<メロディの魔術師=ルーク篁>
メロディーなんて、ただの音の高低や長短の羅列だと思うんですが、どうしてその組み合わせ次第で、こうも人の心をうつのでしょう。
私はよく夜中に、近所の某焼肉チェーン店にいくんですが(笑)、
そこでは必ずヒット曲がインストにアレンジされた有線が流れています。
インストゥルメンタルでは、メロディーが裸にされます。
意外な曲が、実はすごく良いメロディーだったり、案外つまらなかったり、驚くほどはっきり感じることがあるのです。
そんな風にメロディーが裸になったとき、篁さんのメロディーは心に響く。
鼻歌でも、口笛でもよい。きっとオルゴールでもステキだ。
それが「ルーク篁=メロディーの魔術師」だと思った所以でした。
篁さんのメロディーについて、いつものように、感覚オンリーの渦音古的分析を行ってみました。
(1)AメロBメロCメロそれぞれに、ドラマを持ってる。
どこを切ってもよいメロというか…・。
それぞれに着地点があるというか…
だから、サビからはいっても、他のメロディが見劣り(聴き劣り)しない。
「エガオノママデ」(※1)のように、Bメロからサビにいかず、ソロへ展開する曲があります。。

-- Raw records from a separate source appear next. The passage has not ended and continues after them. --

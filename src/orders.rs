//! Orders

use jiff::civil::DateTime;
use rust_decimal::Decimal;
use serde::{Deserialize, Serialize};
use thiserror::Error;

use crate::cart::{Cart, CartItem};

/// Customer placing an order.
#[derive(Debug, Clone, PartialEq, Eq, Serialize, Deserialize)]
pub struct Customer {
    /// Full name
    pub name: String,

    /// Contact email address
    pub email: String,

    /// Contact phone number
    pub phone: String,
}

/// Address an order is delivered to.
#[derive(Debug, Clone, PartialEq, Eq, Serialize, Deserialize)]
#[serde(rename_all = "camelCase")]
pub struct DeliveryAddress {
    /// First address line
    pub address_line1: String,

    /// Second address line
    #[serde(default)]
    pub address_line2: String,

    /// City
    pub city: String,

    /// State or region
    pub state: String,

    /// Postal code
    pub zip_code: String,

    /// Country
    pub country: String,
}

/// Customer and delivery details entered at checkout.
#[derive(Debug, Clone, PartialEq, Eq, Serialize, Deserialize)]
#[serde(rename_all = "camelCase")]
pub struct OrderForm {
    /// Customer details
    pub customer: Customer,

    /// Delivery address
    pub delivery_address: DeliveryAddress,
}

impl OrderForm {
    /// Combine the form with the current cart lines into an order request.
    pub fn into_request(self, cart: &Cart) -> CreateOrderRequest {
        CreateOrderRequest {
            customer: self.customer,
            delivery_address: self.delivery_address,
            items: cart.items.clone(),
        }
    }
}

/// Reasons an order request is rejected before submission.
#[derive(Debug, Error, PartialEq, Eq)]
pub enum OrderValidationError {
    /// The cart has no items.
    #[error("items cannot be empty")]
    NoItems,

    /// A required customer field is blank.
    #[error("customer {0} cannot be blank")]
    BlankField(&'static str),

    /// The email address is not plausible.
    #[error("supplied email is not valid")]
    InvalidEmail,
}

/// Body of `POST /api/orders`.
#[derive(Debug, Clone, PartialEq, Eq, Serialize, Deserialize)]
#[serde(rename_all = "camelCase")]
pub struct CreateOrderRequest {
    /// Customer details
    pub customer: Customer,

    /// Delivery address
    pub delivery_address: DeliveryAddress,

    /// Cart lines being ordered
    pub items: Vec<CartItem>,
}

impl CreateOrderRequest {
    /// Check the request against the rules the server enforces.
    ///
    /// # Errors
    ///
    /// Returns the first [`OrderValidationError`] found.
    pub fn validate(&self) -> Result<(), OrderValidationError> {
        if self.items.is_empty() {
            return Err(OrderValidationError::NoItems);
        }

        let customer = &self.customer;

        for (field, value) in [
            ("name", &customer.name),
            ("email", &customer.email),
            ("phone", &customer.phone),
        ] {
            if value.trim().is_empty() {
                return Err(OrderValidationError::BlankField(field));
            }
        }

        let valid_email = customer
            .email
            .split_once('@')
            .is_some_and(|(local, domain)| !local.is_empty() && !domain.is_empty());

        if !valid_email {
            return Err(OrderValidationError::InvalidEmail);
        }

        Ok(())
    }
}

/// Response of `POST /api/orders`.
#[derive(Debug, Clone, PartialEq, Eq, Serialize, Deserialize)]
#[serde(rename_all = "camelCase")]
pub struct OrderConfirmation {
    /// Server-issued order identifier
    pub order_id: u64,

    /// Customer the order was placed for
    #[serde(default)]
    pub customer_id: Option<u64>,

    /// Initial order status
    #[serde(default)]
    pub status: Option<String>,
}

impl OrderConfirmation {
    /// Location of the order confirmation view.
    pub fn confirmation_path(&self) -> String {
        format!("/orders/{}", self.order_id)
    }
}

/// One line of a placed order.
#[derive(Debug, Clone, PartialEq, Eq, Serialize, Deserialize)]
#[serde(rename_all = "camelCase")]
pub struct OrderItem {
    /// Product code
    pub product_code: String,

    /// Units ordered
    pub quantity: u32,

    /// Unit price at the time of ordering
    #[serde(default)]
    pub product_price: Option<Decimal>,
}

/// Order details, as returned by `GET /api/orders/{orderNumber}`.
#[derive(Debug, Clone, PartialEq, Eq, Serialize, Deserialize)]
#[serde(rename_all = "camelCase")]
pub struct Order {
    /// Order identifier
    pub order_id: u64,

    /// Customer identifier
    #[serde(default)]
    pub customer_id: Option<u64>,

    /// Current status
    #[serde(default)]
    pub status: Option<String>,

    /// Channel the order was placed through
    #[serde(default)]
    pub source: Option<String>,

    /// Delivery address
    #[serde(default)]
    pub delivery_address: Option<DeliveryAddress>,

    /// Creation time, in the server's local time
    #[serde(default)]
    pub created_date: Option<DateTime>,

    /// Order total
    #[serde(default)]
    pub total_price: Option<Decimal>,

    /// Ordered lines
    #[serde(default)]
    pub items: Vec<OrderItem>,

    /// Customer details
    #[serde(default)]
    pub customer: Option<Customer>,
}

#[cfg(test)]
mod tests {
    use testresult::TestResult;

    use crate::cart::CartProduct;

    use super::*;

    fn form() -> OrderForm {
        OrderForm {
            customer: Customer {
                name: "Ada Lovelace".to_string(),
                email: "ada@example.com".to_string(),
                phone: "0123456789".to_string(),
            },
            delivery_address: DeliveryAddress {
                address_line1: "12 Analytical Row".to_string(),
                address_line2: String::new(),
                city: "London".to_string(),
                state: "LDN".to_string(),
                zip_code: "N1 9GU".to_string(),
                country: "United Kingdom".to_string(),
            },
        }
    }

    fn cart() -> Cart {
        let mut cart = Cart::empty();

        cart.add_product(&CartProduct {
            product_code: "P100".to_string(),
            product_name: "Kettle".to_string(),
            price: Decimal::new(3_499, 2),
        });

        cart
    }

    #[test]
    fn into_request_copies_cart_items() -> TestResult {
        let request = form().into_request(&cart());

        assert_eq!(request.items.len(), 1);
        assert_eq!(request.validate(), Ok(()));

        let json = serde_json::to_value(&request)?;

        assert_eq!(json["customer"]["email"], "ada@example.com");
        assert_eq!(json["deliveryAddress"]["addressLine1"], "12 Analytical Row");
        assert_eq!(json["deliveryAddress"]["zipCode"], "N1 9GU");
        assert_eq!(json["items"][0]["productCode"], "P100");
        assert_eq!(json["items"][0]["quantity"], 1);

        Ok(())
    }

    #[test]
    fn validate_rejects_empty_cart() {
        let request = form().into_request(&Cart::empty());

        assert_eq!(request.validate(), Err(OrderValidationError::NoItems));
    }

    #[test]
    fn validate_rejects_blank_customer_fields() {
        let mut form = form();
        form.customer.phone = "  ".to_string();

        assert_eq!(
            form.into_request(&cart()).validate(),
            Err(OrderValidationError::BlankField("phone"))
        );
    }

    #[test]
    fn validate_rejects_invalid_email() {
        let mut form = form();
        form.customer.email = "ada.example.com".to_string();

        assert_eq!(
            form.into_request(&cart()).validate(),
            Err(OrderValidationError::InvalidEmail)
        );
    }

    #[test]
    fn confirmation_path_uses_order_id() -> TestResult {
        let confirmation: OrderConfirmation =
            serde_json::from_str(r#"{"orderId":123,"customerId":1,"status":"NEW"}"#)?;

        assert_eq!(confirmation.confirmation_path(), "/orders/123");
        assert_eq!(confirmation.status.as_deref(), Some("NEW"));

        Ok(())
    }

    #[test]
    fn deserializes_order_details() -> TestResult {
        let order: Order = serde_json::from_str(
            r#"{
                "orderId": 42,
                "customerId": 1,
                "status": "NEW",
                "source": "ORDERS",
                "deliveryAddress": {
                    "addressLine1": "12 Analytical Row",
                    "addressLine2": "",
                    "city": "London",
                    "state": "LDN",
                    "zipCode": "N1 9GU",
                    "country": "United Kingdom"
                },
                "createdDate": "2024-05-01T10:15:30",
                "totalPrice": 69.98,
                "items": [{"productCode": "P100", "quantity": 2, "productPrice": 34.99}]
            }"#,
        )?;

        assert_eq!(order.order_id, 42);
        assert_eq!(order.total_price, Some(Decimal::new(6_998, 2)));
        assert_eq!(
            order.created_date,
            Some(jiff::civil::date(2024, 5, 1).at(10, 15, 30, 0))
        );
        assert_eq!(order.items.len(), 1);
        assert!(order.customer.is_none());

        Ok(())
    }
}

BからAに戻ってソロにいく「火の鳥」(※2)なんていうのも発見・・・。
AメロやBメロがただサビへの経過音的な要素しかもっていなければ、こうはいかないんではないか…、物足りなさを感じてしまうんではないかと思うのです。
AメロにもBメロにも完結したドラマがある。だから組み合わせ自由自在なのかな?と思ったのです。
そのあたりは、コードやコーダや、組み立てられた展開のおもしろさでドラマを作る清水さんの手法と好対照なのかもしれません。
(2)よい意味で音がつまっている。
ギタリストにありがちな、リフ先行でその隙間をメロディで埋めてるという感じがない。だから、単独のメロでもかっこいい。
(3)直球タイプ。キャッチーでわかりやすい。
「TEENAGE DREEM」(※3)や「真昼の月」(※4)のように、イントロ等に歌メロがモチーフとして使われている曲もあり、
キャッチーでインパクトのあるメロディであることを物語っているのでは。
等々・・・
ルーク篁さんが加入後すぐのアルバムに「ROCK'N'ROLL PRISONER」という曲を書いてきたとき、エース清水さんは「よしっこれでこのバンドはいける!」と思われたそうです。
それから12年、まさしく公約の1999年末までバンドは存続し、篁さんは聖飢魔IIのトップメロディーメーカーとして、その座を不動のものとしていかれたのです。
いつの間にか、聖飢魔IIから(正確には音楽を聴くことから)フェイド・アウトしてしまった私が、篁さんを「メロディーの魔術師」だと思ったのは、解散の数ヵ月前のことですが、
14年も前に名曲<エルドラド>に傾倒していたことは、「エルドラド考〜4つのEL・DO・RA・DOと作者」の記述のとおりです。
実は彼の存在も知らない頃から、そのマジックにかかっていたのかもしれません。
現在篁さんは次なる活動に向けて、アプローチを始められています。
個人サイトの開設、ヴォーカリストの公募。等々。
以前、篁さんが「俺は聖飢魔II用に曲を書いている。」旨のコメントをされていた記憶があります。
さて、篁さんらしさとは?、そのマジシャンのシルクハットから現れるものは・・・
ハトなのか、花なのか、それとも???、
わくわくします。
(2000年11月18日)
※1 アルバム「MOVE」の一曲目。デーモンさんの切ないボーカルと篁さんのなきのスライドギターがよいです。詳細は作品紹介へ
※2 アルバム「NEWS」に収録。アコースティックギターとディストーションの効いたギターサウンドのコントラストに魅せられます。詳細は作品紹介へ
※3 アルバム「PONK!」に収録。聖飢魔IIのイメージを覆すメロディアスな名曲。